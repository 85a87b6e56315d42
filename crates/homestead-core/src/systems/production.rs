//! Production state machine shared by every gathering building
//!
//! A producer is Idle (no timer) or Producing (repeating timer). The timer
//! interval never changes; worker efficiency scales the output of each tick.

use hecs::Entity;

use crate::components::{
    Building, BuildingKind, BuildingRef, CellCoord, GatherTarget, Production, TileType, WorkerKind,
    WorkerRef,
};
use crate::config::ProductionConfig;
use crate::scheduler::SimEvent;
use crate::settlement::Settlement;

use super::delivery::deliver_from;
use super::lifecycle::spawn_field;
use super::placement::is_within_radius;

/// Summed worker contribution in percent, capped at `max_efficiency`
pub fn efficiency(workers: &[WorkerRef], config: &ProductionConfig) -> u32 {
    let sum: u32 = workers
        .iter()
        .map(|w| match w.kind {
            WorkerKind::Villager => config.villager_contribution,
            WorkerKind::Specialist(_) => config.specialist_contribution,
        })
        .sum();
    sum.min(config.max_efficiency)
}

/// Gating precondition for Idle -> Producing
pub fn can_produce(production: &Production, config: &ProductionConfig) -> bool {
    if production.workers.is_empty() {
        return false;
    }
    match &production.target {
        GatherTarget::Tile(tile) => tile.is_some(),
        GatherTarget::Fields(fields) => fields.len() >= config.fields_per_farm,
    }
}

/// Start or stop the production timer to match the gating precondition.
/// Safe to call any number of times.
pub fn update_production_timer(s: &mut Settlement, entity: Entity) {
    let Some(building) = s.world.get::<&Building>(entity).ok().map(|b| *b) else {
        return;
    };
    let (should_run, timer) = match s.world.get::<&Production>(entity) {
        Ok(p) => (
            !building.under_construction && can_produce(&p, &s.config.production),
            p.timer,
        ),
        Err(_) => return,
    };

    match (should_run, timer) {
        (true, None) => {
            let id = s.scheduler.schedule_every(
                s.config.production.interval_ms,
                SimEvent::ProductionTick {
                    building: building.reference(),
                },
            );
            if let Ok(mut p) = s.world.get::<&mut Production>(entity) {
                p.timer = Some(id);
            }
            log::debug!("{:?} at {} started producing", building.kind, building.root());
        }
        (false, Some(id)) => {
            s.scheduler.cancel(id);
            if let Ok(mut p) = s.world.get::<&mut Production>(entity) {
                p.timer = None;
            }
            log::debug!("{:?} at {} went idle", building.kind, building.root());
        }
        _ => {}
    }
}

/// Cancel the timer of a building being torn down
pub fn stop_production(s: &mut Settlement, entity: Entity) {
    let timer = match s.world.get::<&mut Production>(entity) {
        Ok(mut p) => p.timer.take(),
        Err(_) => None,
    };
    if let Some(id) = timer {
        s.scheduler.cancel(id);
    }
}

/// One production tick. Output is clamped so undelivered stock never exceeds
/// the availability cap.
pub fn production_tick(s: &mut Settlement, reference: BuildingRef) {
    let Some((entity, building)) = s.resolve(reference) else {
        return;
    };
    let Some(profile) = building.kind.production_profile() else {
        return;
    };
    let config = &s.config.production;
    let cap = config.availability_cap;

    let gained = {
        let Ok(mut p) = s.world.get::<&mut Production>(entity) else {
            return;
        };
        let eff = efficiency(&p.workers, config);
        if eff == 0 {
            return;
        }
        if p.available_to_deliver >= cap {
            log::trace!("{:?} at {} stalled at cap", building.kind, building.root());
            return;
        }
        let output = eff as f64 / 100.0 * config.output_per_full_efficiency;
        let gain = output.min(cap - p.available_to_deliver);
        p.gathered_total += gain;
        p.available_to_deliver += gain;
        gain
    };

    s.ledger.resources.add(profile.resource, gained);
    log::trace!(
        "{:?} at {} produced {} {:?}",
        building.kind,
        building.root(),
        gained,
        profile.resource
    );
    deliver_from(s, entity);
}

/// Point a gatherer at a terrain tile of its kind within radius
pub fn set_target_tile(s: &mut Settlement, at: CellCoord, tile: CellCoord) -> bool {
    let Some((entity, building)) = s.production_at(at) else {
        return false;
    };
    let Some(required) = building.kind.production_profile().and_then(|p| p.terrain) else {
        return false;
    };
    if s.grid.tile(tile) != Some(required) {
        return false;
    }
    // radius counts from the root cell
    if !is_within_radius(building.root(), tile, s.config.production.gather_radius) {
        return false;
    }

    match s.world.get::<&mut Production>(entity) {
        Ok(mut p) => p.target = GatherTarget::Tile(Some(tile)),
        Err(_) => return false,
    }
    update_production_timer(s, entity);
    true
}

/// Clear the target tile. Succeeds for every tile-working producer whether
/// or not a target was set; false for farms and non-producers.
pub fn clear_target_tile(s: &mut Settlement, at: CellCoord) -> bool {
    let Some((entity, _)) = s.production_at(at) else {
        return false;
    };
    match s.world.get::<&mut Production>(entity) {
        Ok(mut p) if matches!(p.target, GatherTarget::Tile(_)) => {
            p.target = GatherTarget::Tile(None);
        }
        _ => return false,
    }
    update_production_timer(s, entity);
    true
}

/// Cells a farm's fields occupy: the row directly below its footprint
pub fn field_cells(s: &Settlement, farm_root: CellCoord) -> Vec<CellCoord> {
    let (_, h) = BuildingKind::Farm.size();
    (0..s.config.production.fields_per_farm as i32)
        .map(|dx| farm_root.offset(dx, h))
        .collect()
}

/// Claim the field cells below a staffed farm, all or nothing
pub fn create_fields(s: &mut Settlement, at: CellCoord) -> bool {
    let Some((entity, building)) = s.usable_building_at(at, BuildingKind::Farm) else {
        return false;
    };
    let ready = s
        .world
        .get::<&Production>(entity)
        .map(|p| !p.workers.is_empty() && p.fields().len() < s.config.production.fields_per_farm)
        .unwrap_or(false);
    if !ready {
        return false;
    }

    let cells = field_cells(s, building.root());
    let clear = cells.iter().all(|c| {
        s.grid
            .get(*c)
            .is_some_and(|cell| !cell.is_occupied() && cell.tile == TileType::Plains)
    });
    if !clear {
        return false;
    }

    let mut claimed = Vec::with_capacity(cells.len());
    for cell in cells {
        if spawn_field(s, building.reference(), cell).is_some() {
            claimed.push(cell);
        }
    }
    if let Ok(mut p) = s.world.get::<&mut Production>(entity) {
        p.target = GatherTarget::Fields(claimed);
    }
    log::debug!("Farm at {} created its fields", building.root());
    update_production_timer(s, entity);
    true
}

Task – Reproduce each record exactly as it appears.

Result –
repository 85a87b6e56315d42
filename crates/homestead-core/src/systems/production.rs
//! Production state machine shared by every gathering building
//!
//! A producer is Idle (no timer) or Producing (repeating timer). The timer
//! interval never changes; worker efficiency scales the output of each tick.

use hecs::Entity;

use crate::components::{
    Building, BuildingKind, BuildingRef, CellCoord, GatherTarget, Production, TileType, WorkerKind,
    WorkerRef,
};
use crate::config::ProductionConfig;
use crate::scheduler::SimEvent;
use crate::settlement::Settlement;

use super::delivery::deliver_from;
use super::lifecycle::spawn_field;
use super::placement::is_within_radius;

/// Summed worker contribution in percent, capped at `max_efficiency`
pub fn efficiency(workers: &[WorkerRef], config: &ProductionConfig) -> u32 {
    let sum: u32 = workers
        .iter()
        .map(|w| match w.kind {
            WorkerKind::Villager => config.villager_contribution,
            WorkerKind::Specialist(_) => config.specialist_contribution,
        })
        .sum();
    sum.min(config.max_efficiency)
}

/// Gating precondition for Idle -> Producing
pub fn can_produce(production: &Production, config: &ProductionConfig) -> bool {
    if production.workers.is_empty() {
        return false;
    }
    match &production.target {
        GatherTarget::Tile(tile) => tile.is_some(),
        GatherTarget::Fields(fields) => fields.len() >= config.fields_per_farm,
    }
}

/// Start or stop the production timer to match the gating precondition.
/// Safe to call any number of times.
pub fn update_production_timer(s: &mut Settlement, entity: Entity) {
    let Some(building) = s.world.get::<&Building>(entity).ok().map(|b| *b) else {
        return;
    };
    let (should_run, timer) = match s.world.get::<&Production>(entity) {
        Ok(p) => (
            !building.under_construction && can_produce(&p, &s.config.production),
            p.timer,
        ),
        Err(_) => return,
    };

    match (should_run, timer) {
        (true, None) => {
            let id = s.scheduler.schedule_every(
                s.config.production.interval_ms,
                SimEvent::ProductionTick {
                    building: building.reference(),
                },
            );
            if let Ok(mut p) = s.world.get::<&mut Production>(entity) {
                p.timer = Some(id);
            }
            log::debug!("{:?} at {} started producing", building.kind, building.root());
        }
        (false, Some(id)) => {
            s.scheduler.cancel(id);
            if let Ok(mut p) = s.world.get::<&mut Production>(entity) {
                p.timer = None;
            }
            log::debug!("{:?} at {} went idle", building.kind, building.root());
        }
        _ => {}
    }
}

/// Cancel the timer of a building being torn down
pub fn stop_production(s: &mut Settlement, entity: Entity) {
    let timer = match s.world.get::<&mut Production>(entity) {
        Ok(mut p) => p.timer.take(),
        Err(_) => None,
    };
    if let Some(id) = timer {
        s.scheduler.cancel(id);
    }
}

/// One production tick. Output is clamped so undelivered stock never exceeds
/// the availability cap.
pub fn production_tick(s: &mut Settlement, reference: BuildingRef) {
    let Some((entity, building)) = s.resolve(reference) else {
        return;
    };
    let Some(profile) = building.kind.production_profile() else {
        return;
    };
    let config = &s.config.production;
    let cap = config.availability_cap;

    let gained = {
        let Ok(mut p) = s.world.get::<&mut Production>(entity) else {
            return;
        };
        let eff = efficiency(&p.workers, config);
        if eff == 0 {
            return;
        }
        if p.available_to_deliver >= cap {
            log::trace!("{:?} at {} stalled at cap", building.kind, building.root());
            return;
        }
        let output = eff as f64 / 100.0 * config.output_per_full_efficiency;
        let gain = output.min(cap - p.available_to_deliver);
        p.gathered_total += gain;
        p.available_to_deliver += gain;
        gain
    };

    s.ledger.resources.add(profile.resource, gained);
    log::trace!(
        "{:?} at {} produced {} {:?}",
        building.kind,
        building.root(),
        gained,
        profile.resource
    );
    deliver_from(s, entity);
}

/// Point a gatherer at a terrain tile of its kind within radius
pub fn set_target_tile(s: &mut Settlement, at: CellCoord, tile: CellCoord) -> bool {
    let Some((entity, building)) = s.production_at(at) else {
        return false;
    };
    let Some(required) = building.kind.production_profile().and_then(|p| p.terrain) else {
        return false;
    };
    if s.grid.tile(tile) != Some(required) {
        return false;
    }
    // radius counts from the root cell
    if !is_within_radius(building.root(), tile, s.config.production.gather_radius) {
        return false;
    }

    match s.world.get::<&mut Production>(entity) {
        Ok(mut p) => p.target = GatherTarget::Tile(Some(tile)),
        Err(_) => return false,
    }
    update_production_timer(s, entity);
    true
}

/// Clear the target tile. Succeeds for every tile-working producer whether
/// or not a target was set; false for farms and non-producers.
pub fn clear_target_tile(s: &mut Settlement, at: CellCoord) -> bool {
    let Some((entity, _)) = s.production_at(at) else {
        return false;
    };
    match s.world.get::<&mut Production>(entity) {
        Ok(mut p) if matches!(p.target, GatherTarget::Tile(_)) => {
            p.target = GatherTarget::Tile(None);
        }
        _ => return false,
    }
    update_production_timer(s, entity);
    true
}

/// Cells a farm's fields occupy: the row directly below its footprint
pub fn field_cells(s: &Settlement, farm_root: CellCoord) -> Vec<CellCoord> {
    let (_, h) = BuildingKind::Farm.size();
    (0..s.config.production.fields_per_farm as i32)
        .map(|dx| farm_root.offset(dx, h))
        .collect()
}

/// Claim the field cells below a staffed farm, all or nothing
pub fn create_fields(s: &mut Settlement, at: CellCoord) -> bool {
    let Some((entity, building)) = s.usable_building_at(at, BuildingKind::Farm) else {
        return false;
    };
    let ready = s
        .world
        .get::<&Production>(entity)
        .map(|p| !p.workers.is_empty() && p.fields().len() < s.config.production.fields_per_farm)
        .unwrap_or(false);
    if !ready {
        return false;
    }

    let cells = field_cells(s, building.root());
    let clear = cells.iter().all(|c| {
        s.grid
            .get(*c)
            .is_some_and(|cell| !cell.is_occupied() && cell.tile == TileType::Plains)
    });
    if !clear {
        return false;
    }

    let mut claimed = Vec::with_capacity(cells.len());
    for cell in cells {
        if spawn_field(s, building.reference(), cell).is_some() {
            claimed.push(cell);
        }
    }
    if let Ok(mut p) = s.world.get::<&mut Production>(entity) {
        p.target = GatherTarget::Fields(claimed);
    }
    log::debug!("Farm at {} created its fields", building.root());
    update_production_timer(s, entity);
    true
}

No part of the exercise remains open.